The Bench, comprising Information Commissioners Mr. Basant Seth, Mr. Yashovardhan Azad and Mr. Sridhar Acharyulu, observed, “It is a matter of common knowledge that information as sought by the appellant is already available in the public domain at the click of button on separate websites of the respective Ministries and/or Departments. Citizens Charter already provided adequate information about eh officials responsible for public dealing in various Government Departments/Ministries. Providing the list of all email ids in a CD format could pose a security threat as well as the risk of disruption of essential public service by making the information susceptible to misuse/abuse.”

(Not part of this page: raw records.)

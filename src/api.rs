//! An HTTP client for the OFREP bulk evaluation endpoint.
use url::Url;

use crate::{
    flag::{BulkEvaluationRequest, BulkEvaluationResponse},
    transport::{HttpRequest, HttpResponse, HttpTransport},
    EvaluatedFlag, EvaluationContext, Error, Result,
};

const BULK_EVALUATION_PATH: [&str; 4] = ["ofrep", "v1", "evaluate", "flags"];

/// Outcome of a successful bulk evaluation round trip.
#[derive(Debug, Clone, PartialEq)]
pub enum BulkEvaluation {
    /// The server evaluated all flags for the context.
    Updated(Vec<EvaluatedFlag>),
    /// The server answered `304 Not Modified`: flags have not changed since the last call.
    NotModified,
}

/// A client that evaluates all flags for a context in a single request.
///
/// It remembers the `ETag` of the last response and sends it back as `If-None-Match`, so the
/// server can answer cheaply when nothing changed.
pub struct OfrepApi {
    transport: Box<dyn HttpTransport + Send + Sync>,
    url: Url,
    headers: Vec<(String, String)>,
    etag: Option<String>,
}

impl OfrepApi {
    /// Create a client for the server at `endpoint`.
    ///
    /// # Errors
    ///
    /// Returns [`Error::InvalidBaseUrl`] if `endpoint` is not a valid base URL.
    pub fn new(
        endpoint: &str,
        headers: Vec<(String, String)>,
        transport: Box<dyn HttpTransport + Send + Sync>,
    ) -> Result<OfrepApi> {
        Ok(OfrepApi {
            transport,
            url: bulk_evaluation_url(endpoint)?,
            headers,
            etag: None,
        })
    }

    /// Validator of the last successful response, if any.
    pub fn etag(&self) -> Option<&str> {
        self.etag.as_deref()
    }

    /// Put back a validator, used when the response it came with has been discarded.
    pub(crate) fn set_etag(&mut self, etag: Option<String>) {
        self.etag = etag;
    }

    /// Evaluate all flags for `context`.
    ///
    /// The context is validated locally first: no request is sent if it is missing
    /// ([`Error::InvalidContext`]) or has an empty targeting key
    /// ([`Error::TargetingKeyMissing`]).
    ///
    /// # Errors
    ///
    /// - [`Error::Unauthorized`], [`Error::Forbidden`] for `401` and `403` responses.
    /// - [`Error::TooManyRequests`] for `429` responses. It carries the `Retry-After` header.
    /// - [`Error::Unmarshal`] if the response body is not valid JSON.
    /// - An error mapped from the `errorCode` of an application-level error response.
    /// - [`Error::UnexpectedResponse`] for any other status.
    /// - [`Error::Network`] if the request could not be sent.
    pub fn post_bulk_evaluate_flags(
        &mut self,
        context: Option<&EvaluationContext>,
    ) -> Result<BulkEvaluation> {
        let context = context
            .ok_or_else(|| Error::InvalidContext("evaluation context is missing".to_owned()))?;
        if context.targeting_key().is_empty() {
            return Err(Error::TargetingKeyMissing);
        }

        let body = serde_json::to_vec(&BulkEvaluationRequest {
            context: context.to_wire(),
        })?;

        let mut headers = Vec::with_capacity(self.headers.len() + 2);
        headers.push(("Content-Type".to_owned(), "application/json".to_owned()));
        headers.extend(self.headers.iter().cloned());
        if let Some(etag) = &self.etag {
            headers.push(("If-None-Match".to_owned(), etag.clone()));
        }

        log::debug!(target: "ofrep", targeting_key = context.targeting_key(); "sending bulk evaluation request");
        let response = self.transport.post(HttpRequest {
            url: self.url.clone(),
            headers,
            body,
        })?;

        self.handle_response(response)
    }

    fn handle_response(&mut self, response: HttpResponse) -> Result<BulkEvaluation> {
        match response.status {
            401 => {
                log::warn!(target: "ofrep", "client is not authorized. Check your API key");
                Err(Error::Unauthorized)
            }
            403 => {
                log::warn!(target: "ofrep", "client is forbidden to evaluate flags. Check your API key");
                Err(Error::Forbidden)
            }
            429 => Err(Error::TooManyRequests {
                retry_after: response.header("Retry-After").map(str::to_owned),
            }),
            304 => {
                log::debug!(target: "ofrep", "flags have not changed since last evaluation");
                Ok(BulkEvaluation::NotModified)
            }
            status @ (200..=299 | 400) => {
                let envelope: BulkEvaluationResponse = serde_json::from_slice(&response.body)?;

                if let Some(code) = envelope.error_code {
                    // Not tied to a single flag, so a FLAG_NOT_FOUND names what the server said.
                    let details = envelope.error_details.as_deref();
                    return Err(Error::from_code(
                        code,
                        details.unwrap_or("bulk evaluation"),
                        details,
                    ));
                }
                if status == 400 {
                    return Err(Error::General(
                        envelope
                            .error_details
                            .unwrap_or_else(|| "bad request".to_owned()),
                    ));
                }

                if let Some(etag) = response.header("ETag") {
                    self.etag = Some(etag.to_owned());
                }

                let flags = envelope.flags.unwrap_or_default();
                log::debug!(target: "ofrep", flag_count = flags.len(); "successfully evaluated flags");
                Ok(BulkEvaluation::Updated(flags))
            }
            status => {
                log::warn!(target: "ofrep", "received unexpected response while evaluating flags: {}", status);
                Err(Error::UnexpectedResponse {
                    status,
                    body: String::from_utf8_lossy(&response.body).into_owned(),
                })
            }
        }
    }
}

/// Append the bulk evaluation path to the endpoint, keeping any path prefix it already has.
fn bulk_evaluation_url(endpoint: &str) -> Result<Url> {
    let mut url = Url::parse(endpoint).map_err(Error::InvalidBaseUrl)?;
    url.path_segments_mut()
        .map_err(|()| Error::InvalidBaseUrl(url::ParseError::RelativeUrlWithCannotBeABaseBase))?
        .pop_if_empty()
        .extend(BULK_EVALUATION_PATH);
    Ok(url)
}
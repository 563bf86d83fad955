use std::time::Duration;

use ofrep::{EvaluationContext, FeatureEvent, ProviderEvent};

pub fn main() -> ofrep::Result<()> {
    // Configure env_logger to see provider logs.
    env_logger::Builder::from_env(env_logger::Env::new().default_filter_or("ofrep")).init();

    let endpoint =
        std::env::var("OFREP_ENDPOINT").unwrap_or_else(|_| "http://localhost:1031".to_owned());
    let mut config = ofrep::ProviderConfig::from_endpoint(endpoint)
        .polling_interval(Duration::from_secs(30))
        .polling_jitter(Duration::from_secs(3))
        .data_collector(|event: FeatureEvent| {
            println!("Collected feature event: {:?}", event);
        });
    if let Ok(api_key) = std::env::var("OFREP_API_KEY") {
        config = config.api_key(api_key);
    }
    let provider = config.to_provider()?;

    let events = provider.subscribe();
    std::thread::spawn(move || {
        for event in events {
            match event {
                ProviderEvent::Error(err) => println!("Provider error: {}", err),
                event => println!("Provider is now {:?}", event.state()),
            }
        }
    });

    // Start the poller thread and block waiting for the first evaluation. Until then, all flag
    // reads return their default value.
    provider.initialize(Some(
        EvaluationContext::new("test-subject").with_attribute("country", "FR"),
    ))?;
    if let Err(err) = provider.wait_for_initialization() {
        println!("error evaluating flags: {:?}", err);
    }

    let evaluation = provider.get_boolean_evaluation("a-boolean-flag", false);
    println!("Evaluation: {:?}", evaluation);

    // Changing the context triggers a new bulk evaluation in the background.
    provider.set_context(EvaluationContext::new("another-subject"))?;
    std::thread::sleep(Duration::from_secs(1));

    let evaluation = provider.get_boolean_evaluation("a-boolean-flag", false);
    println!("Evaluation: {:?}", evaluation);

    provider.shutdown()
}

The Applicant, Mr. Maniram Sharma had sought email addresses of Government/Public Authorities/ organizations maintained by NIC with up to date amendments. He had contended that email ids of Government and Public sector organizations are freely available on their individual websites and in fact it is Government policy to encourage the use of e-mail correspondence to avoid unnecessary paper work.

He had further submitted that in case the CPIO felt that there was any sensitive information, the same may be severed as per Section 10 of the RTI Act but the disclosable information cannot be denied to him. He had even acceded to deletion of sensitive information, i.e. information relating to security organizations as listed in Section 24 of RTI Act.

He pointed out that large number of mails sent by him to the domain address as available on the website of public authorities bounce back and hence, it is in public interest to display up-to-date information on the NIC website.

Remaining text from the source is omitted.